BEGIN Provided information

//! Runtime error types.
//!
//! Only startup can fail with a [`RuntimeError`]: bad configuration,
//! duplicate command registration, or a failed login.  Once the polling
//! loop is running, channel and command failures are handled in place and
//! reported through hooks and logs instead.

use std::path::PathBuf;

use dcbot_kernel::KernelError;

use crate::channel::ChannelError;

/// Unified error type for the dcbot runtime.
#[derive(Debug, thiserror::Error)]
pub enum RuntimeError {
    /// Command registration failed (duplicate key, bad declaration).
    #[error(transparent)]
    Kernel(#[from] KernelError),

    /// The upstream service rejected the login.
    #[error("login failed: {0}")]
    Login(#[source] ChannelError),

    /// Login returned success but the session is still anonymous.
    #[error("session is not authenticated after login")]
    NotAuthenticated,

    /// A hook was registered under a name no lifecycle event uses.
    #[error("unknown lifecycle hook `{0}`")]
    UnknownHook(String),

    /// The configuration file could not be read.
    #[error("failed to read config `{}`: {source}", path.display())]
    ConfigIo {
        path: PathBuf,
        #[source]
        source: std::io::Error,
    },

    /// The configuration file is not valid TOML for [`crate::BotConfig`].
    #[error("invalid config: {0}")]
    ConfigParse(#[from] toml::de::Error),

    /// The configuration parsed but holds an unusable value.
    #[error("configuration error: {0}")]
    Config(String),
}

/// Convenience alias used throughout the runtime crate.
pub type Result<T> = std::result::Result<T, RuntimeError>;
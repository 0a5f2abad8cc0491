//! Bot configuration.
//!
//! Reads the `[bot]` section from `config/default.toml`.  Every field has a
//! default, so a missing file, a missing `[bot]` table, or a partial table
//! all produce a usable configuration.

use std::path::Path;
use std::time::Duration;

use dcbot_kernel::RegistryConfig;
use serde::{Deserialize, Serialize};

use crate::dedup::{DEFAULT_CAPACITY, DEFAULT_EVICT};
use crate::error::{Result, RuntimeError};
use crate::send::{DEFAULT_BACKUP_SUBJECT, DEFAULT_MAX_ATTEMPTS, SendPolicy};

/// Default location of the configuration file, relative to the working
/// directory.
pub const DEFAULT_CONFIG_PATH: &str = "config/default.toml";

/// Settings loaded from the `[bot]` section of the config file.
#[derive(Debug, Clone, PartialEq, Eq, Serialize, Deserialize)]
#[serde(default)]
pub struct BotConfig {
    /// Prefixes every command is registered under (`"/"` gives `/ping`).
    pub prefixes: Vec<String>,
    /// Seconds to sleep between polling iterations.
    pub poll_interval_secs: u64,
    /// Attempt budget for one reply.
    pub max_send_attempts: u32,
    /// Resident ids that trigger dedup eviction.
    pub dedup_capacity: usize,
    /// Oldest ids dropped per eviction.
    pub dedup_evict: usize,
    /// Handler parameter names supplied by the runtime.
    pub contextual_params: Vec<String>,
    /// Subject line for direct-message replies.
    pub backup_subject: String,
    /// Random characters before the subject.
    pub obfuscation_left: usize,
    /// Random characters after the subject.
    pub obfuscation_right: usize,
    /// The host routes traffic through a VPN.
    pub vpn: bool,
    /// Outbound proxy handed to the channel implementation.
    pub proxy_url: Option<String>,
    /// Default log filter when `RUST_LOG` is unset.
    pub log_level: String,
}

impl Default for BotConfig {
    fn default() -> Self {
        Self {
            prefixes: vec!["/".to_string()],
            poll_interval_secs: 10,
            max_send_attempts: DEFAULT_MAX_ATTEMPTS,
            dedup_capacity: DEFAULT_CAPACITY,
            dedup_evict: DEFAULT_EVICT,
            contextual_params: RegistryConfig::default().contextual,
            backup_subject: DEFAULT_BACKUP_SUBJECT.to_string(),
            obfuscation_left: 4,
            obfuscation_right: 4,
            vpn: false,
            proxy_url: None,
            log_level: "info".to_string(),
        }
    }
}

#[derive(Deserialize)]
struct ConfigFile {
    #[serde(default)]
    bot: BotConfig,
}

impl BotConfig {
    /// Parse the `[bot]` table out of a TOML document.  Other tables are
    /// ignored.
    pub fn from_toml_str(content: &str) -> Result<Self> {
        let file: ConfigFile = toml::from_str(content)?;
        file.bot.validate()?;
        Ok(file.bot)
    }

    /// Load from `path`.  A missing file yields the defaults; an unreadable
    /// or malformed file is an error.
    pub fn load(path: impl AsRef<Path>) -> Result<Self> {
        let path = path.as_ref();
        match std::fs::read_to_string(path) {
            Ok(content) => {
                let config = Self::from_toml_str(&content)?;
                tracing::debug!(path = %path.display(), "bot config loaded");
                Ok(config)
            }
            Err(e) if e.kind() == std::io::ErrorKind::NotFound => {
                tracing::debug!(path = %path.display(), "config file not found, using defaults");
                Ok(Self::default())
            }
            Err(source) => Err(RuntimeError::ConfigIo {
                path: path.to_path_buf(),
                source,
            }),
        }
    }

    /// Load from `path`, logging and falling back to defaults on any error.
    pub fn load_or_default(path: impl AsRef<Path>) -> Self {
        let path = path.as_ref();
        Self::load(path).unwrap_or_else(|e| {
            tracing::warn!(path = %path.display(), error = %e, "ignoring bad config file");
            Self::default()
        })
    }

    /// Reject values the loop cannot run with.
    pub fn validate(&self) -> Result<()> {
        if self.max_send_attempts == 0 {
            return Err(RuntimeError::Config(
                "max_send_attempts must be at least 1".into(),
            ));
        }
        if self.dedup_capacity == 0 {
            return Err(RuntimeError::Config(
                "dedup_capacity must be at least 1".into(),
            ));
        }
        if self.dedup_evict == 0 || self.dedup_evict > self.dedup_capacity {
            return Err(RuntimeError::Config(format!(
                "dedup_evict must be between 1 and dedup_capacity ({})",
                self.dedup_capacity
            )));
        }
        if let Some(p) = self
            .prefixes
            .iter()
            .find(|p| p.chars().any(char::is_whitespace))
        {
            return Err(RuntimeError::Config(format!(
                "command prefix {p:?} contains whitespace"
            )));
        }
        Ok(())
    }

    pub fn poll_interval(&self) -> Duration {
        Duration::from_secs(self.poll_interval_secs)
    }

    pub fn registry_config(&self) -> RegistryConfig {
        RegistryConfig {
            contextual: self.contextual_params.clone(),
        }
    }

    pub fn send_policy(&self) -> SendPolicy {
        SendPolicy {
            max_attempts: self.max_send_attempts,
            backup_subject: self.backup_subject.clone(),
            pad_left: self.obfuscation_left,
            pad_right: self.obfuscation_right,
        }
    }
}
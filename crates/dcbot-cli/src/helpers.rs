//! Shared helper functions used across CLI subcommands.

use dcbot_runtime::Credentials;
use tracing_subscriber::EnvFilter;

// ---------------------------------------------------------------------------
// Tracing
// ---------------------------------------------------------------------------

/// Initialize the tracing subscriber with the given default log level.
///
/// `RUST_LOG` takes precedence when set.
pub fn init_tracing(default_level: &str) {
    let filter =
        EnvFilter::try_from_default_env().unwrap_or_else(|_| EnvFilter::new(default_level));

    tracing_subscriber::fmt()
        .with_env_filter(filter)
        .with_target(false)
        .compact()
        .init();
}

// ---------------------------------------------------------------------------
// Environment
// ---------------------------------------------------------------------------

/// Read an environment variable, treating empty values as unset.
pub fn env_non_empty(name: &str) -> Option<String> {
    std::env::var(name).ok().filter(|v| !v.is_empty())
}

/// Credentials from `DCBOT_USERNAME` / `DCBOT_PASSWORD`, with `fallback_user`
/// and an empty password when unset.
pub fn credentials_from_env(fallback_user: &str) -> Credentials {
    let username = env_non_empty("DCBOT_USERNAME").unwrap_or_else(|| fallback_user.to_string());
    let password = env_non_empty("DCBOT_PASSWORD").unwrap_or_default();
    Credentials::new(username, password)
}
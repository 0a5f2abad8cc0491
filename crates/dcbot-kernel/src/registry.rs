//! Command registry.
//!
//! Maps every `prefix + name` key to a registered [`Command`].  The registry
//! is filled once at startup and is read-only afterwards; a key collision is
//! a configuration error surfaced by [`CommandRegistry::register`].
//!
//! # Example
//!
//! ```rust
//! # use dcbot_kernel::{command, CommandRegistry, DeclaredType, RegistryConfig};
//! let mut registry: CommandRegistry<(), String> = CommandRegistry::new(RegistryConfig::default());
//! let ping = command("ping").handler(|_ctx: (), _sender: String, _args| async move {
//!     Ok(Some("pong".to_string()))
//! });
//! registry.register(&["/", "!"], ping).unwrap();
//!
//! assert!(registry.lookup("/ping").is_some());
//! assert!(registry.lookup("!ping").is_some());
//! assert!(registry.lookup("ping").is_none());
//! ```

use std::collections::HashMap;
use std::sync::Arc;

use crate::command::CommandHandler;
use crate::descriptor::{Descriptor, describe};
use crate::error::{KernelError, Result};

// ---------------------------------------------------------------------------
// Public types
// ---------------------------------------------------------------------------

/// Registry-wide settings.
#[derive(Debug, Clone, PartialEq, Eq)]
pub struct RegistryConfig {
    /// Parameter names supplied by the runtime rather than by user input.
    /// They are removed from every command's descriptor.
    pub contextual: Vec<String>,
}

impl Default for RegistryConfig {
    fn default() -> Self {
        Self {
            contextual: vec!["ctx".to_string(), "comment".to_string()],
        }
    }
}

/// A registered command: its handler plus the descriptor computed once at
/// registration.
pub struct Command<C, S> {
    name: String,
    descriptor: Descriptor,
    handler: Arc<dyn CommandHandler<C, S>>,
}

impl<C, S> Command<C, S> {
    pub fn name(&self) -> &str {
        &self.name
    }

    pub fn descriptor(&self) -> &Descriptor {
        &self.descriptor
    }

    pub fn description(&self) -> &str {
        self.handler.description()
    }

    pub fn handler(&self) -> &Arc<dyn CommandHandler<C, S>> {
        &self.handler
    }
}

impl<C, S> std::fmt::Debug for Command<C, S> {
    fn fmt(&self, f: &mut std::fmt::Formatter<'_>) -> std::fmt::Result {
        f.debug_struct("Command")
            .field("name", &self.name)
            .field("descriptor", &self.descriptor)
            .finish_non_exhaustive()
    }
}

// ---------------------------------------------------------------------------
// Registry
// ---------------------------------------------------------------------------

/// Lookup table from prefixed command key to [`Command`].
pub struct CommandRegistry<C, S> {
    config: RegistryConfig,
    commands: HashMap<String, Arc<Command<C, S>>>,
    /// Distinct commands in registration order, for help listings.
    order: Vec<Arc<Command<C, S>>>,
}

impl<C, S> CommandRegistry<C, S>
where
    C: Send + Sync + 'static,
    S: Send + Sync + 'static,
{
    #[must_use]
    pub fn new(config: RegistryConfig) -> Self {
        Self {
            config,
            commands: HashMap::new(),
            order: Vec::new(),
        }
    }

    pub fn config(&self) -> &RegistryConfig {
        &self.config
    }

    /// Register `handler` under every prefix.
    ///
    /// Registration is all-or-nothing: if any composed key is already taken
    /// the registry is left untouched and [`KernelError::DuplicateCommand`]
    /// is returned.  An empty prefix list registers the bare name.
    pub fn register<P, H>(&mut self, prefixes: &[P], handler: H) -> Result<Arc<Command<C, S>>>
    where
        P: AsRef<str>,
        H: CommandHandler<C, S> + 'static,
    {
        let name = handler.name().to_string();
        if name.is_empty() || name.chars().any(char::is_whitespace) {
            return Err(KernelError::InvalidCommandName { name });
        }

        let descriptor = describe(&name, &handler.parameters(), &self.config.contextual)?;

        let mut keys: Vec<String> = prefixes
            .iter()
            .map(|p| format!("{}{name}", p.as_ref()))
            .collect();
        if keys.is_empty() {
            keys.push(name.clone());
        }

        for (i, key) in keys.iter().enumerate() {
            if self.commands.contains_key(key) || keys[..i].contains(key) {
                return Err(KernelError::DuplicateCommand { key: key.clone() });
            }
        }

        let command = Arc::new(Command {
            name,
            descriptor,
            handler: Arc::new(handler),
        });

        for key in keys {
            tracing::debug!(key = %key, usage = %command.descriptor.usage(), "command registered");
            self.commands.insert(key, Arc::clone(&command));
        }
        self.order.push(Arc::clone(&command));

        Ok(command)
    }

    /// Look up a command by its full prefixed key.
    pub fn lookup(&self, key: &str) -> Option<&Arc<Command<C, S>>> {
        self.commands.get(key)
    }

    /// All registered keys, sorted.
    pub fn keys(&self) -> Vec<String> {
        let mut keys: Vec<String> = self.commands.keys().cloned().collect();
        keys.sort();
        keys
    }

    /// Distinct commands in registration order.
    pub fn commands(&self) -> &[Arc<Command<C, S>>] {
        &self.order
    }

    /// Number of registered keys (one command under two prefixes counts
    /// twice).
    pub fn len(&self) -> usize {
        self.commands.len()
    }

    pub fn is_empty(&self) -> bool {
        self.commands.is_empty()
    }
}

impl<C, S> Default for CommandRegistry<C, S>
where
    C: Send + Sync + 'static,
    S: Send + Sync + 'static,
{
    fn default() -> Self {
        Self::new(RegistryConfig::default())
    }
}

// ---------------------------------------------------------------------------
// Tests
// ---------------------------------------------------------------------------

END Provided information

■ Your assignment
Pull each line that includes the word "used" out of the material above.

■ Output below
/// Convenience alias used throughout the runtime crate.
//! Shared helper functions used across CLI subcommands.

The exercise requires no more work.